2 in-class exams and a final (all in C E 222)

1. 7th Week
2. 12th Week
3. TBA

Basic Scientific Calculator is allowed on exam (TI-34)

## Chapter 1: Matrices and Systems of Equations

A system is a set of unknown variables ${\displaystyle x_{1},x_{2},\ldots ,x_{n}}$ and functions ${\displaystyle f_{1}(x_{1},x_{2},\ldots ,x_{n})=0,f_{2}(\ldots ),\ldots }$.

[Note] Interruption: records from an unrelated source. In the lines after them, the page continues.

//! # Stagehand
//!
//! Stage and session coordination server for a game-server emulator.
//!
//! Clients log in over WebSocket and then move between *stages*: shared
//! rooms holding members, reservations, replicated objects, and binary
//! configuration blobs. Stagehand keeps those stages consistent while many
//! connections act on them at once.
//!
//! ## Layers
//!
//! ```text
//! stagehand            ← server, connection handler, request handlers
//!   stagehand-stage    ← Stage, StageRegistry, object IDs, binary blobs
//!   stagehand-session  ← SessionHandle, directory, user binaries, auth
//!   stagehand-store    ← CharacterStore (house, trophies, decorations)
//!   stagehand-protocol ← opcodes, requests, packets, acknowledgments
//!   stagehand-transport← WebSocket connections
//! ```
//!
//! ## Quick Start
//!
//! ```rust,no_run
//! use stagehand::prelude::*;
//!
//! # async fn start() -> Result<(), StagehandError> {
//! let server = StagehandServerBuilder::new()
//!     .bind("0.0.0.0:54001")
//!     .build(DevAuthenticator)
//!     .await?;
//! server.run().await
//! # }
//! ```

mod config;
mod context;
mod error;
mod handler;
mod handlers;
mod server;
mod transfer;

pub use config::ServerConfig;
pub use context::ServerContext;
pub use error::StagehandError;
pub use handlers::dispatch;
pub use server::{StagehandServer, StagehandServerBuilder};
pub use transfer::StageSession;

/// Everything needed to configure and run a server.
pub mod prelude {
    pub use crate::{ServerConfig, ServerContext, StagehandError, StagehandServer, StagehandServerBuilder};
    pub use stagehand_protocol::{CharId, StageId};
    pub use stagehand_session::{Authenticator, DevAuthenticator, SessionConfig, SessionError};
    pub use stagehand_stage::StageConfig;
    pub use stagehand_store::{CharacterField, CharacterStore, InMemoryStore, StoreConfig, StoreError};
}
//! `StagehandServer` builder and accept loop.
//!
//! This is the entry point for running a Stagehand server. It ties
//! together all the layers: transport → protocol → session → stage.

use std::net::SocketAddr;
use std::sync::Arc;

use stagehand_session::{Authenticator, SessionConfig};
use stagehand_stage::StageConfig;
use stagehand_store::{CharacterStore, InMemoryStore};
use stagehand_transport::{Transport, TransportError, WebSocketTransport};

use crate::handler::handle_connection;
use crate::{ServerConfig, ServerContext, StagehandError};

/// Builder for configuring and starting a Stagehand server.
///
/// # Example
///
/// ```rust,ignore
/// use stagehand::prelude::*;
///
/// let server = StagehandServerBuilder::new()
///     .bind("0.0.0.0:54001")
///     .build(DevAuthenticator)
///     .await?;
/// server.run().await
/// ```
#[derive(Debug, Clone, Default)]
pub struct StagehandServerBuilder {
    config: ServerConfig,
}

impl StagehandServerBuilder {
    /// Creates a new builder with default settings.
    pub fn new() -> Self {
        Self::default()
    }

    /// Replaces the whole configuration, e.g. one loaded from a file.
    pub fn config(mut self, config: ServerConfig) -> Self {
        self.config = config;
        self
    }

    /// Sets the address to bind the server to.
    pub fn bind(mut self, addr: &str) -> Self {
        self.config.bind_addr = addr.to_string();
        self
    }

    /// Sets the stage configuration.
    pub fn stage_config(mut self, config: StageConfig) -> Self {
        self.config.stage = config;
        self
    }

    /// Sets the session configuration.
    pub fn session_config(mut self, config: SessionConfig) -> Self {
        self.config.session = config;
        self
    }

    /// Binds the listener with an in-memory character store.
    pub async fn build<A: Authenticator>(
        self,
        auth: A,
    ) -> Result<StagehandServer<A, InMemoryStore>, StagehandError> {
        let store = InMemoryStore::with_config(self.config.store.clone());
        self.build_with_store(auth, store).await
    }

    /// Binds the listener with the given character store.
    pub async fn build_with_store<A: Authenticator, S: CharacterStore>(
        self,
        auth: A,
        store: S,
    ) -> Result<StagehandServer<A, S>, StagehandError> {
        let transport = WebSocketTransport::bind(&self.config.bind_addr).await?;
        Ok(StagehandServer {
            transport,
            ctx: Arc::new(ServerContext::new(self.config, store)),
            auth: Arc::new(auth),
        })
    }
}

/// A bound Stagehand server.
///
/// Call [`run()`](Self::run) to start accepting connections.
pub struct StagehandServer<A, S> {
    transport: WebSocketTransport,
    ctx: Arc<ServerContext<S>>,
    auth: Arc<A>,
}

impl<A: Authenticator, S: CharacterStore> StagehandServer<A, S> {
    /// Returns the local address the server is bound to.
    pub fn local_addr(&self) -> Result<SocketAddr, TransportError> {
        self.transport.local_addr()
    }

    /// Shared state, for inspection while the server runs.
    pub fn context(&self) -> Arc<ServerContext<S>> {
        Arc::clone(&self.ctx)
    }

    /// Runs the accept loop.
    ///
    /// Spawns a handler task for each accepted connection. Runs until the
    /// task is dropped.
    pub async fn run(mut self) -> Result<(), StagehandError> {
        tracing::info!(addr = ?self.local_addr().ok(), "stagehand server running");

        loop {
            match self.transport.accept().await {
                Ok(conn) => {
                    let ctx = Arc::clone(&self.ctx);
                    let auth = Arc::clone(&self.auth);
                    tokio::spawn(async move {
                        if let Err(e) = handle_connection(conn, ctx, auth).await {
                            tracing::debug!(error = %e, "connection ended with error");
                        }
                    });
                }
                Err(e) => {
                    tracing::error!(error = %e, "accept failed");
                }
            }
        }
    }
}
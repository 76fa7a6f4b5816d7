//! Subject handler for `auth.registerUser` and `auth.loginUser`.
//!
//! Both operations answer with a status-tagged auth reply; a failed login or
//! duplicate registration is a domain outcome, not an error envelope. Error
//! envelopes are reserved for payloads that do not decode and for internal
//! failures (hashing, token issuing).
//!
//! Login answers with the same rejection message whether the email is
//! unknown or the password is wrong, so the surface cannot be used to probe
//! which addresses have accounts.

use async_trait::async_trait;
use serde_json::Value;
use shared_auth::{hash_password, verify_password, TokenService};
use shared_bus::responder::SubjectHandler;
use shared_types::{subjects, AuthReply, LoginRequest, RegisterRequest, ReplyError};
use std::sync::Arc;
use tracing::{info, warn};

use crate::store::{StoreError, User, UserStore};

const INVALID_CREDENTIALS: &str = "Invalid user email or password";

/// The auth responder.
pub struct AuthHandler {
    store: Arc<dyn UserStore>,
    tokens: Arc<TokenService>,
}

impl AuthHandler {
    pub fn new(store: Arc<dyn UserStore>, tokens: Arc<TokenService>) -> Self {
        Self { store, tokens }
    }

    fn register(&self, request: RegisterRequest) -> Result<AuthReply, ReplyError> {
        let password_hash = hash_password(&request.password)
            .map_err(|e| ReplyError::internal(format!("password hashing failed: {e}")))?;

        let user = User {
            username: request.username,
            email: request.email,
            password_hash,
        };

        match self.store.insert(user) {
            Ok(()) => {
                info!(users = self.store.len(), "User registered");
                Ok(AuthReply::accepted("Created the new user"))
            }
            Err(StoreError::DuplicateEmail(email)) => {
                warn!(%email, "Registration rejected, email taken");
                Ok(AuthReply::rejected(
                    "This user with the current email already exists!",
                ))
            }
        }
    }

    fn login(&self, request: LoginRequest) -> Result<AuthReply, ReplyError> {
        let Some(user) = self.store.find_by_email(&request.email) else {
            return Ok(AuthReply::rejected(INVALID_CREDENTIALS));
        };

        match verify_password(&request.password, &user.password_hash) {
            Ok(true) => {}
            Ok(false) => return Ok(AuthReply::rejected(INVALID_CREDENTIALS)),
            Err(e) => {
                return Err(ReplyError::internal(format!(
                    "password verification failed: {e}"
                )))
            }
        }

        let token = self
            .tokens
            .issue(&user.email)
            .map_err(|e| ReplyError::internal(format!("token issuing failed: {e}")))?;

        info!(email = %user.email, "Login granted");
        Ok(AuthReply::granted(token))
    }
}

#[async_trait]
impl SubjectHandler for AuthHandler {
    fn subjects(&self) -> &[&str] {
        &[subjects::AUTH_REGISTER, subjects::AUTH_LOGIN]
    }

    async fn handle(&self, subject: &str, data: Value) -> Result<Value, ReplyError> {
        let reply = match subject {
            subjects::AUTH_REGISTER => {
                let request: RegisterRequest = decode(data)?;
                self.register(request)?
            }
            subjects::AUTH_LOGIN => {
                let request: LoginRequest = decode(data)?;
                self.login(request)?
            }
            other => return Err(ReplyError::internal(format!("unroutable subject {other}"))),
        };

        serde_json::to_value(reply)
            .map_err(|e| ReplyError::internal(format!("reply encoding failed: {e}")))
    }
}

fn decode<T: serde::de::DeserializeOwned>(data: Value) -> Result<T, ReplyError> {
    serde_json::from_value(data).map_err(|e| ReplyError::invalid(format!("bad payload: {e}")))
}
//! Product DTOs. Field names match the wire contract (snake_case columns of
//! the backing store).

use serde::{Deserialize, Serialize};

/// A product record as stored and returned by the products responder.
#[derive(Debug, Clone, PartialEq, Serialize, Deserialize)]
pub struct Product {
    pub product_id: u64,
    pub product_name: String,
    pub unit_price: f64,
    pub units_in_stock: i32,
}

/// Payload for `products.createProduct`; the responder assigns the id.
#[derive(Debug, Clone, PartialEq, Serialize, Deserialize)]
pub struct NewProduct {
    pub product_name: String,
    pub unit_price: f64,
    pub units_in_stock: i32,
}

/// Partial update; absent fields keep their current value.
#[derive(Debug, Clone, Default, PartialEq, Serialize, Deserialize)]
#[serde(default)]
pub struct ProductPatch {
    pub product_name: Option<String>,
    pub unit_price: Option<f64>,
    pub units_in_stock: Option<i32>,
}

impl ProductPatch {
    /// True when the patch changes nothing.
    pub fn is_empty(&self) -> bool {
        self.product_name.is_none() && self.unit_price.is_none() && self.units_in_stock.is_none()
    }
}

/// Payload for `products.updateProduct`.
#[derive(Debug, Clone, PartialEq, Serialize, Deserialize)]
pub struct UpdateProductRequest {
    pub id: u64,
    pub patch: ProductPatch,
}

impl Product {
    /// Apply a patch in place.
    pub fn apply(&mut self, patch: &ProductPatch) {
        if let Some(name) = &patch.product_name {
            self.product_name = name.clone();
        }
        if let Some(price) = patch.unit_price {
            self.unit_price = price;
        }
        if let Some(stock) = patch.units_in_stock {
            self.units_in_stock = stock;
        }
    }
}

• Linear functions are function for which the exponent on all unknown variables (x's) is 1. Can be plotted as a line/plane in 2D/3D space
• ${\displaystyle f(x_{1},\ldots ,x_{n})=a_{1}x_{1}+a_{2}x_{2}+\dots +a_{n}x_{n}+b}$
• Quadratic functons are non-linear functions for which the largest exponent on all x's is 2

Consider systems of linear equations, each function is often written in form ${\displaystyle a_{1}x_{1}+a_{2}x_{2}+\dots +a_{n}x_{n}=b}$

${\displaystyle {\begin{cases}a_{11}x_{1}+a_{12}x_{2}+\dots +a_{1n}x_{n}=b_{1}\\a_{21}x_{1}+a_{22}x_{2}+\dots +a_{2n}x_{n}=b_{2}\\\dots \\a_{m1}x_{1}+a_{m2}x_{2}+\dots +a_{mn}x_{n}=b_{m}\end{cases}}}$

There are ${\displaystyle m}$ equations and ${\displaystyle n}$ unknowns. We will refer to this system as a ${\displaystyle m\times n}$ system.

### Rules

1. The order in which any two equations are written may be interchanged
2. Both sides of an equation may be multiplied by the same non-zero real number
3. A multiple of one equation may be added to / subtracted from another equation

These are more applicable to lesser systems of equations, and leads to a system that is equivalent to the original.

### Examples

1. ${\displaystyle {\begin{cases}x_{1}+2x_{2}=5\\2x_{1}+3x_{2}=8\end{cases}}}$ (2 × 2, the unique solution to which is ${\displaystyle x=(1,2)}$)
2. ${\displaystyle {\begin{cases}x_{1}-x_{2}+x_{3}=2\\2x_{1}+x_{2}-x_{3}=4\end{cases}}}$ (2 × 3, solutions are ${\displaystyle \left\{(2,\beta ,\beta )\mid \forall \beta \in \mathbb {R} \right\}}$
3. ${\displaystyle {\begin{cases}x_{1}+x_{2}=2\\x_{1}-x_{2}=1\\x_{1}=4\end{cases}}}$ (3 × 2, no solution that satisfies answers)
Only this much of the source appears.